Palm shares jumped by more than 20 percent Monday following reports that Palm has put itself up for sale. The handset maker, which has struggled to find sales momentum for its well-reviewed smartphones and watched its fortunes take a dive in the past year, is said to be starting to entertain bids, and has hired two Wall Street firms to help it through the transition.
Bloomberg was first to report over the weekend that Palm is for sale, citing people familiar with the situation as saying Palm has brought in Goldman Sachs and Qatalyst Partners.

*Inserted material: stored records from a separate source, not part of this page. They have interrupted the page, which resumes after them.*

use std::future::Future;

use tokio::sync::mpsc;

use crate::concurrency::shutdown::ShutdownRx;
use crate::error::TrawlResult;

/// Feeding half of the bounded item channel handed to a [`Source`].
///
/// [`Feed`] couples the item sender with the pipeline shutdown signal so that a
/// blocked write never outlives cancellation: the write races the signal and is
/// abandoned when shutdown fires first.
#[derive(Debug)]
pub struct Feed<I> {
    tx: mpsc::Sender<I>,
    shutdown_rx: ShutdownRx,
}

impl<I> Feed<I> {
    pub(crate) fn new(tx: mpsc::Sender<I>, shutdown_rx: ShutdownRx) -> Self {
        Self { tx, shutdown_rx }
    }

    /// Sends one work item downstream, racing the shutdown signal.
    ///
    /// Returns `false` when the item was not accepted: either shutdown fired
    /// while the bounded channel was full, or every scan worker already hung
    /// up. Sources must stop producing once this returns `false`.
    pub async fn send(&mut self, item: I) -> bool {
        tokio::select! {
            biased;
            _ = self.shutdown_rx.signaled() => false,
            res = self.tx.send(item) => res.is_ok(),
        }
    }
}

/// Trait for producers of the pipeline's work item stream.
///
/// A [`Source`] is consumed by the produce worker at pipeline start. It emits its
/// items one by one through the provided [`Feed`] and returns once the stream is
/// exhausted or the feed stops accepting items. Implementations must release any
/// held resource (such as an open file) on every exit path, including error exits.
///
/// Returning an error before the first item is the acquisition-failure path: the
/// pipeline completes with an empty result set and the error is reported once to
/// the caller.
pub trait Source: Send + 'static {
    /// The type of work item this source produces.
    type Item: Send + 'static;

    /// Produces the item stream, pushing each item onto `feed`.
    fn produce(self, feed: Feed<Self::Item>) -> impl Future<Output = TrawlResult<()>> + Send;
}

According to the Bloomberg report, HTC and Lenovo have already begun looking under Palm's hood, and additional potential suitors may emerge over the next week.
The stock jump has been undoubtedly good news for Palm, whose stock price is down nearly 50 percent since January. After another earnings slump in March, Palm further stunned Wall Street by at less than half of what many analysts had predicted.
HTC and Lenovo have been the most-often-mentioned names so far, but numerous other reports since Bloomberg's story broke have speculated that some other big tech companies could soon be in the mix as well. Whoever ends up acquiring Palm would gain access to not only Palm's range of smartphones, but also WebOS, the company's proprietary mobile operating system on which its staked much of its smartphone growth.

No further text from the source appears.